Près de Saint-Pétersbourg, les membres de l’association Mémorial, dont l’objectif est de rétablir la vérité historique sur la répression soviétique, ont fait une découverte macabre. Aux abords du polygone de tir militaire de Rjevskiï, à quelques kilomètres de la capitale du Nord, des ossements humains ont été déterrés. Les squelettes avaient tous un signe commun : une balle leur avait transpercé le crane.
Après expertise, il s’est avéré que le diamètre de la balle correspondait à une arme de calibre 45. Or, cette arme était celle utilisée par la police politique, le NKVD, dans les années 30.

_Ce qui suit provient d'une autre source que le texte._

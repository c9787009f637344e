use std::sync::Arc;

use revassign_assignment::AssignmentEngine;
use revassign_review_models::{AssignmentStat, PullRequest, PullRequestShort, Team};
use revassign_store::{Directory, PullRequestStore, Store};

use crate::ReviewError;
use crate::locks::PrLocks;

/// Entry point for every team, user and pull request operation.
///
/// Holds explicit handles to its storage collaborators; nothing is global.
pub struct ReviewService {
    pub(crate) directory: Arc<dyn Directory>,
    pub(crate) pull_requests: Arc<dyn PullRequestStore>,
    pub(crate) engine: AssignmentEngine,
    pub(crate) pr_locks: PrLocks,
}

impl ReviewService {
    #[must_use]
    pub fn new(
        directory: Arc<dyn Directory>,
        pull_requests: Arc<dyn PullRequestStore>,
        engine: AssignmentEngine,
    ) -> Self {
        Self {
            directory,
            pull_requests,
            engine,
            pr_locks: PrLocks::default(),
        }
    }

    /// Use one backend for both the directory and pull request roles.
    #[must_use]
    pub fn with_store<S: Store + 'static>(store: Arc<S>, engine: AssignmentEngine) -> Self {
        let directory: Arc<dyn Directory> = store.clone();
        let pull_requests: Arc<dyn PullRequestStore> = store;
        Self::new(directory, pull_requests, engine)
    }

    /// Register a team and its members.
    ///
    /// # Errors
    ///
    /// * `ReviewError::TeamExists` if the team name is taken
    /// * `ReviewError::UserExists` if a member id is already registered
    pub async fn add_team(&self, team: Team) -> Result<Team, ReviewError> {
        self.directory.add_team(team.clone()).await?;
        log::info!(
            "Registered team {} with {} member(s)",
            team.team_name,
            team.members.len()
        );
        Ok(team)
    }

    /// # Errors
    ///
    /// Returns `ReviewError::TeamNotFound` if no team has this name.
    pub async fn get_team(&self, team_name: &str) -> Result<Team, ReviewError> {
        Ok(self.directory.get_team(team_name).await?)
    }

    /// # Errors
    ///
    /// Returns `ReviewError::PrNotFound` if no pull request has this id.
    pub async fn get_pr(&self, pull_request_id: &str) -> Result<PullRequest, ReviewError> {
        Ok(self.pull_requests.get_pr(pull_request_id).await?)
    }

    /// Pull requests, open or merged, the user is assigned to review.
    ///
    /// # Errors
    ///
    /// Returns `ReviewError::UserNotFound` if no user has this id.
    pub async fn get_reviews(&self, user_id: &str) -> Result<Vec<PullRequestShort>, ReviewError> {
        self.directory.get_user(user_id).await?;
        Ok(self.pull_requests.get_prs_by_reviewer(user_id).await?)
    }

    /// Review assignment counts per user, highest first.
    ///
    /// # Errors
    ///
    /// Returns `ReviewError::Storage` if the backend fails.
    pub async fn assignment_stats(&self) -> Result<Vec<AssignmentStat>, ReviewError> {
        Ok(self.pull_requests.assignment_stats().await?)
    }
}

Les fouilles qui sont actuellement en cours permettent d’estimer que des dizaines de milliers de corps pourraient être enterrés sur ces lieux. Selon l’association Mémorial, au cours de la période de répression stalinienne, 40.000 habitants de Leningrad auraient été fusillés. A ce jour, personne ne savait où leurs dépouilles avaient été enterrées.

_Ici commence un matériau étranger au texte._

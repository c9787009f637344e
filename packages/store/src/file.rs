//! JSON-file-backed implementation of the store traits.

use std::path::{Path, PathBuf};

use async_trait::async_trait;
use tokio::sync::RwLock;

use revassign_review_models::{AssignmentStat, PullRequest, PullRequestShort, Team, User};

use crate::{Directory, PullRequestStore, StoreError, StoreSnapshot};

/// Store that keeps everything in memory and rewrites a JSON snapshot file
/// after every mutation.
///
/// Storage layout:
/// ```text
/// {path}          # pretty-printed StoreSnapshot
/// {path}.tmp      # written first, then renamed over {path}
/// ```
#[derive(Debug)]
pub struct JsonFileStore {
    path: PathBuf,
    data: RwLock<StoreSnapshot>,
}

impl JsonFileStore {
    /// Open the store at `path`, loading the existing snapshot if present.
    ///
    /// A missing file starts an empty store; the file is created on the
    /// first mutation.
    ///
    /// # Errors
    ///
    /// * `StoreError::Io` if the file exists but cannot be read
    /// * `StoreError::Parse` if the file is not a valid snapshot
    pub async fn open(path: impl Into<PathBuf>) -> Result<Self, StoreError> {
        let path = path.into();

        let snapshot = match tokio::fs::read(&path).await {
            Ok(bytes) => serde_json::from_slice(&bytes).map_err(StoreError::Parse)?,
            Err(e) if e.kind() == std::io::ErrorKind::NotFound => {
                log::debug!("No state file at {}, starting empty", path.display());
                StoreSnapshot::default()
            }
            Err(e) => return Err(StoreError::Io(e)),
        };

        log::info!(
            "Loaded state from {} ({} teams, {} users, {} pull requests)",
            path.display(),
            snapshot.teams.len(),
            snapshot.users.len(),
            snapshot.pull_requests.len()
        );

        Ok(Self {
            path,
            data: RwLock::new(snapshot),
        })
    }

    /// Default state file location under the user data directory.
    ///
    /// # Errors
    ///
    /// Returns `StoreError::NoDataDir` if the data directory cannot be
    /// determined.
    pub fn default_path() -> Result<PathBuf, StoreError> {
        let data_dir = dirs::data_dir().ok_or(StoreError::NoDataDir)?;
        Ok(data_dir.join("revassign").join("state.json"))
    }

    #[must_use]
    pub fn path(&self) -> &Path {
        &self.path
    }

    async fn persist(&self, snapshot: &StoreSnapshot) -> Result<(), StoreError> {
        if let Some(parent) = self.path.parent()
            && !parent.as_os_str().is_empty()
        {
            tokio::fs::create_dir_all(parent).await?;
        }

        let bytes = serde_json::to_vec_pretty(snapshot).map_err(StoreError::Serialize)?;
        let mut tmp = self.path.clone().into_os_string();
        tmp.push(".tmp");
        let tmp = PathBuf::from(tmp);

        tokio::fs::write(&tmp, bytes).await?;
        tokio::fs::rename(&tmp, &self.path).await?;

        Ok(())
    }

    /// Apply `f` to a copy of the data, write it out, and only then make it
    /// visible. A failed write leaves the in-memory state untouched.
    async fn mutate<T>(
        &self,
        f: impl FnOnce(&mut StoreSnapshot) -> Result<T, StoreError> + Send,
    ) -> Result<T, StoreError> {
        let mut data = self.data.write().await;
        let mut next = data.clone();
        let out = f(&mut next)?;
        self.persist(&next).await.inspect_err(|e| {
            log::error!("Failed to write state to {}: {e}", self.path.display());
        })?;
        *data = next;
        Ok(out)
    }
}

#[async_trait]
impl Directory for JsonFileStore {
    async fn add_team(&self, team: Team) -> Result<(), StoreError> {
        self.mutate(|data| data.add_team(team)).await
    }

    async fn get_team(&self, team_name: &str) -> Result<Team, StoreError> {
        self.data.read().await.get_team(team_name)
    }

    async fn get_user(&self, user_id: &str) -> Result<User, StoreError> {
        self.data.read().await.get_user(user_id)
    }

    async fn get_users_by_team(&self, team_name: &str) -> Result<Vec<User>, StoreError> {
        Ok(self.data.read().await.get_users_by_team(team_name))
    }

    async fn set_user_active(&self, user_id: &str, is_active: bool) -> Result<User, StoreError> {
        self.mutate(|data| data.set_user_active(user_id, is_active))
            .await
    }

    async fn deactivate_team(&self, team_name: &str) -> Result<Vec<String>, StoreError> {
        self.mutate(|data| data.deactivate_team(team_name)).await
    }
}

#[async_trait]
impl PullRequestStore for JsonFileStore {
    async fn get_pr(&self, pull_request_id: &str) -> Result<PullRequest, StoreError> {
        self.data.read().await.get_pr(pull_request_id)
    }

    async fn create_pr(&self, pr: &PullRequest) -> Result<(), StoreError> {
        self.mutate(|data| data.create_pr(pr)).await
    }

    async fn replace_pr(&self, pr: &PullRequest) -> Result<(), StoreError> {
        self.mutate(|data| data.replace_pr(pr)).await
    }

    async fn get_prs_by_reviewer(
        &self,
        user_id: &str,
    ) -> Result<Vec<PullRequestShort>, StoreError> {
        Ok(self.data.read().await.get_prs_by_reviewer(user_id))
    }

    async fn assignment_stats(&self) -> Result<Vec<AssignmentStat>, StoreError> {
        Ok(self.data.read().await.assignment_stats())
    }
}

Dix ans auparavant, l’association avait déjà découvert une fosse commune dans le village de Levachovo, près de Saint-Pétersbourg et avait obtenu qu’un mémorial soit installé sur les lieux. « Mais, il était impossible que 40.000 personnes aient été enterrées à Levachovo, la superficie des lieux ne le permettait pas » explique Edouard Chnitke de l’association Mémorial. C’est pourquoi les recherches ont été poursuivies en se basant notamment sur la mémoire des anciens. Ainsi, plusieurs témoignages évoquaient le polygone de Rjevskiï où la récente découverte confirme la présence d’une très importante fosse commune.